Gradient Descent as Loss Landscape Navigation: a Normative Framework for Deriving Learning Rules
John J. Vastola, Samuel J. Gershman, Kanaka Rajan
TL;DR
This work introduces a normative, continuous-time framework that treats learning rules as optimal-control policies navigating partially observable loss landscapes. By varying planning horizon, ambient geometry, and belief updating, it unifies gradient descent, momentum, natural gradient descent, Adam, and continual-learning strategies as special cases of a single objective. The approach clarifies how geometry and observability shape learning dynamics, and provides principled grounds for deriving or comparing learning rules beyond empirical tuning. It also connects these ideas to physics and biology, suggesting broader implications for designing adaptive algorithms and interpreting brain-inspired plasticity under realistic constraints.
Abstract
Learning rules -- prescriptions for updating model parameters to improve performance -- are typically assumed rather than derived. Why do some learning rules work better than others, and under what assumptions can a given rule be considered optimal? We propose a theoretical framework that casts learning rules as policies for navigating (partially observable) loss landscapes, and identifies optimal rules as solutions to an associated optimal control problem.

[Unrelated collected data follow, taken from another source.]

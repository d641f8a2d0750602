//! End-to-end game action benchmark.
//!
//! Each client creates a game and starts it, over and over, against a running
//! server speaking JSON. Reports completed round trips per second.
//!
//! ```bash
//! cargo run --release -p golf-server &
//! cargo run --release -p golf-bench --bin e2e_games -- 32
//! ```

use futures_util::{SinkExt, StreamExt};
use std::sync::atomic::{AtomicU64, Ordering};
use std::sync::Arc;
use std::time::{Duration, Instant};
use tokio::sync::Barrier;
use tokio_tungstenite::{connect_async, tungstenite::Message};

const SERVER_URL: &str = "ws://127.0.0.1:8080/ws";
const WARMUP_SECS: u64 = 2;
const BENCH_SECS: u64 = 10;

type BoxError = Box<dyn std::error::Error + Send + Sync>;

#[tokio::main]
async fn main() {
    let num_clients = std::env::args()
        .nth(1)
        .and_then(|s| s.parse().ok())
        .unwrap_or(16);

    println!("Golf end-to-end benchmark: {} clients against {}", num_clients, SERVER_URL);
    println!("Warmup: {}s, measurement: {}s", WARMUP_SECS, BENCH_SECS);

    let round_trips = Arc::new(AtomicU64::new(0));
    let barrier = Arc::new(Barrier::new(num_clients + 1));

    let handles: Vec<_> = (0..num_clients)
        .map(|client_id| {
            let round_trips = Arc::clone(&round_trips);
            let barrier = Arc::clone(&barrier);
            tokio::spawn(async move {
                if let Err(e) = run_client(round_trips, barrier).await {
                    eprintln!("Client {} error: {}", client_id, e);
                }
            })
        })
        .collect();

    barrier.wait().await;
    println!("All {} clients connected", num_clients);

    tokio::time::sleep(Duration::from_secs(WARMUP_SECS)).await;
    round_trips.store(0, Ordering::SeqCst);
    let start = Instant::now();

    tokio::time::sleep(Duration::from_secs(BENCH_SECS)).await;

    let elapsed = start.elapsed().as_secs_f64();
    let total = round_trips.load(Ordering::SeqCst);

    println!();
    println!("Clients:        {:>10}", num_clients);
    println!("Duration:       {:>10.2}s", elapsed);
    println!("Round trips:    {:>10}", total);
    println!("Throughput:     {:>10.0} actions/s", total as f64 / elapsed);
    println!(
        "Per client:     {:>10.0} actions/s",
        total as f64 / elapsed / num_clients as f64
    );

    for handle in handles {
        handle.abort();
    }
}

async fn run_client(round_trips: Arc<AtomicU64>, barrier: Arc<Barrier>) -> Result<(), BoxError> {
    let (ws, _) = connect_async(SERVER_URL).await?;
    let (mut sender, mut receiver) = ws.split();

    // Anonymous identity arrives first.
    next_json(&mut receiver).await?;

    barrier.wait().await;

    loop {
        sender
            .send(Message::Text(r#"{"type":"createGame"}"#.to_string()))
            .await?;
        let created = next_json(&mut receiver).await?;
        let game_id = created["game"]["id"]
            .as_i64()
            .ok_or("game response without id")?;
        round_trips.fetch_add(1, Ordering::Relaxed);

        sender
            .send(Message::Text(format!(
                r#"{{"type":"startGame","gameId":{game_id}}}"#
            )))
            .await?;
        next_json(&mut receiver).await?;
        round_trips.fetch_add(1, Ordering::Relaxed);
    }
}

async fn next_json<S>(receiver: &mut S) -> Result<serde_json::Value, BoxError>
where
    S: StreamExt<Item = Result<Message, tokio_tungstenite::tungstenite::Error>> + Unpin,
{
    loop {
        match receiver.next().await.ok_or("connection closed")?? {
            Message::Text(text) => return Ok(serde_json::from_str(&text)?),
            Message::Close(_) => return Err("connection closed".into()),
            _ => continue,
        }
    }
}
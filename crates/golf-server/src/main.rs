//! # Golf Server
//!
//! Realtime server for multiplayer golf sessions.
//!
//! ## Usage
//!
//! ```bash
//! # Run with default settings
//! golf
//!
//! # Run with a specific config file
//! golf --config /path/to/golf.toml
//!
//! # Override settings from the environment
//! GOLF_PORT=8080 GOLF_GAME__REPORT_ERRORS=true golf
//! ```

mod cli;
mod config;
mod handlers;
mod metrics;

use anyhow::Result;
use clap::Parser;
use tracing_subscriber::{layer::SubscriberExt, util::SubscriberInitExt};

#[tokio::main]
async fn main() -> Result<()> {
    let args = cli::Args::parse();

    tracing_subscriber::registry()
        .with(
            tracing_subscriber::EnvFilter::try_from_default_env()
                .unwrap_or_else(|_| "golf=debug,golf_core=debug,tower_http=debug".into()),
        )
        .with(tracing_subscriber::fmt::layer())
        .init();

    let config = match &args.config {
        Some(path) => config::Config::load_from(path)?,
        None => config::Config::load()?,
    };

    tracing::info!("Starting golf server on {}:{}", config.host, config.port);

    metrics::init_metrics();

    handlers::run_server(config).await?;

    Ok(())
}
//! Inbound message routing.
//!
//! The router decodes raw payloads into [`InboundMessage`]s and hands each one
//! to the matching game action. It keeps no state of its own.

use crate::coordinator::GameSessionCoordinator;
use crate::error::CoreError;
use crate::session::SessionId;
use bytes::BytesMut;
use golf_protocol::{codec, InboundMessage, ProtocolError};
use std::sync::Arc;
use tracing::{debug, warn};

/// Dispatches inbound messages to game actions.
#[derive(Clone)]
pub struct MessageRouter {
    coordinator: Arc<GameSessionCoordinator>,
}

impl MessageRouter {
    /// Create a router over a coordinator.
    #[must_use]
    pub fn new(coordinator: Arc<GameSessionCoordinator>) -> Self {
        Self { coordinator }
    }

    /// The coordinator actions are routed to.
    #[must_use]
    pub fn coordinator(&self) -> &Arc<GameSessionCoordinator> {
        &self.coordinator
    }

    /// Route one decoded message from `session`.
    ///
    /// Action failures are logged by the coordinator and go no further.
    pub async fn route(&self, session: &SessionId, message: InboundMessage) {
        debug!(session = %session, kind = message.kind(), "Routing message");

        // The coordinator has already logged (and optionally reported) any
        // failure by the time it returns.
        match message {
            InboundMessage::CreateGame => {
                self.coordinator.create_game(session).await.ok();
            }
            InboundMessage::StartGame { game_id } => {
                self.coordinator.start_game(session, game_id).await.ok();
            }
            InboundMessage::Unknown => {
                warn!(session = %session, "Ignoring unknown message type");
            }
        }
    }

    /// Decode a JSON text payload and route it.
    ///
    /// # Errors
    ///
    /// Returns [`CoreError::MalformedMessage`] if the text is not a message.
    pub async fn route_text(&self, session: &SessionId, text: &str) -> Result<(), CoreError> {
        let message = codec::decode_json(text)?;
        self.route(session, message).await;
        Ok(())
    }

    /// Decode and route every complete MessagePack frame buffered in `buf`.
    ///
    /// Returns the number of messages routed; incomplete trailing data stays
    /// in the buffer. On a malformed frame, routing stops and the error is
    /// returned with the bad frame already consumed, so calling again resumes
    /// with the next frame. An oversized length prefix discards the buffer.
    ///
    /// # Errors
    ///
    /// Returns [`CoreError::MalformedMessage`] for the first bad frame.
    pub async fn route_frames(
        &self,
        session: &SessionId,
        buf: &mut BytesMut,
    ) -> Result<usize, CoreError> {
        let mut routed = 0;
        loop {
            match codec::decode_from::<InboundMessage>(buf) {
                Ok(Some(message)) => {
                    self.route(session, message).await;
                    routed += 1;
                }
                Ok(None) => return Ok(routed),
                Err(err @ ProtocolError::FrameTooLarge(_)) => {
                    buf.clear();
                    return Err(err.into());
                }
                Err(err) => return Err(err.into()),
            }
        }
    }
}
//! Game actions.
//!
//! The coordinator turns a session's request into a game service call and
//! answers the requesting session with the resulting snapshot.

use crate::dispatcher::ResponseDispatcher;
use crate::error::CoreError;
use crate::service::{GameService, GameServiceError};
use crate::session::SessionId;
use golf_protocol::{error_codes, GameId, GameSnapshot, OutboundResponse};
use metrics::counter;
use std::sync::Arc;
use tracing::{info, warn};

/// Counter of game actions, labelled by `action` and `outcome` (`ok` or `failed`).
pub const GAME_ACTIONS_TOTAL: &str = "golf_game_actions_total";

fn record_action(action: &'static str, outcome: &'static str) {
    counter!(GAME_ACTIONS_TOTAL, "action" => action, "outcome" => outcome).increment(1);
}

/// Runs game actions on behalf of sessions.
pub struct GameSessionCoordinator {
    games: Arc<dyn GameService>,
    dispatcher: ResponseDispatcher,
    report_errors: bool,
}

impl GameSessionCoordinator {
    /// Create a coordinator that only logs failed actions.
    #[must_use]
    pub fn new(games: Arc<dyn GameService>, dispatcher: ResponseDispatcher) -> Self {
        Self {
            games,
            dispatcher,
            report_errors: false,
        }
    }

    /// Also send an error response to the session when an action fails.
    #[must_use]
    pub fn with_error_reporting(mut self, enabled: bool) -> Self {
        self.report_errors = enabled;
        self
    }

    /// The dispatcher used for replies.
    #[must_use]
    pub fn dispatcher(&self) -> &ResponseDispatcher {
        &self.dispatcher
    }

    /// Create a game owned by `session` and send it back to that session.
    ///
    /// # Errors
    ///
    /// Returns [`CoreError::GameActionFailed`] if the game service refuses.
    /// The failure has already been logged when this returns.
    pub async fn create_game(&self, session: &SessionId) -> Result<GameSnapshot, CoreError> {
        match self.games.create_game(session).await {
            Ok(game) => {
                info!(session = %session, game = %game.as_value(), "Game created");
                record_action("createGame", "ok");
                self.reply(session, game.clone());
                Ok(game)
            }
            Err(err) => Err(self.action_failed(session, "createGame", err)),
        }
    }

    /// Start a game and send its new state back to the requesting session.
    ///
    /// # Errors
    ///
    /// Returns [`CoreError::GameActionFailed`] if the game does not exist or
    /// cannot be started. The failure has already been logged when this returns.
    pub async fn start_game(
        &self,
        session: &SessionId,
        game_id: GameId,
    ) -> Result<GameSnapshot, CoreError> {
        match self.games.start_game(game_id).await {
            Ok(game) => {
                info!(session = %session, game_id, game = %game.as_value(), "Game started");
                record_action("startGame", "ok");
                self.reply(session, game.clone());
                Ok(game)
            }
            Err(err) => Err(self.action_failed(session, "startGame", err)),
        }
    }

    fn reply(&self, session: &SessionId, game: GameSnapshot) {
        self.dispatcher
            .send_to_session(session, OutboundResponse::game(game));
    }

    fn action_failed(
        &self,
        session: &SessionId,
        action: &'static str,
        err: GameServiceError,
    ) -> CoreError {
        warn!(session = %session, action, error = %err, "Game action failed");
        record_action(action, "failed");
        if self.report_errors {
            self.dispatcher.send_to_session(
                session,
                OutboundResponse::error(error_codes::GAME_ACTION_FAILED, err.to_string()),
            );
        }
        CoreError::GameActionFailed(err)
    }
}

A range of well-known rules emerge naturally within this framework under different assumptions: gradient descent from short-horizon optimization, momentum from longer-horizon planning, natural gradients from accounting for parameter space geometry, non-gradient rules from partial controllability, and adaptive optimizers like Adam from online Bayesian inference of loss landscape shape. We further show that continual learning strategies like weight resetting can be understood as optimal responses to task uncertainty. By unifying these phenomena under a single objective, our framework clarifies the computational structure of learning and offers a principled foundation for designing adaptive algorithms.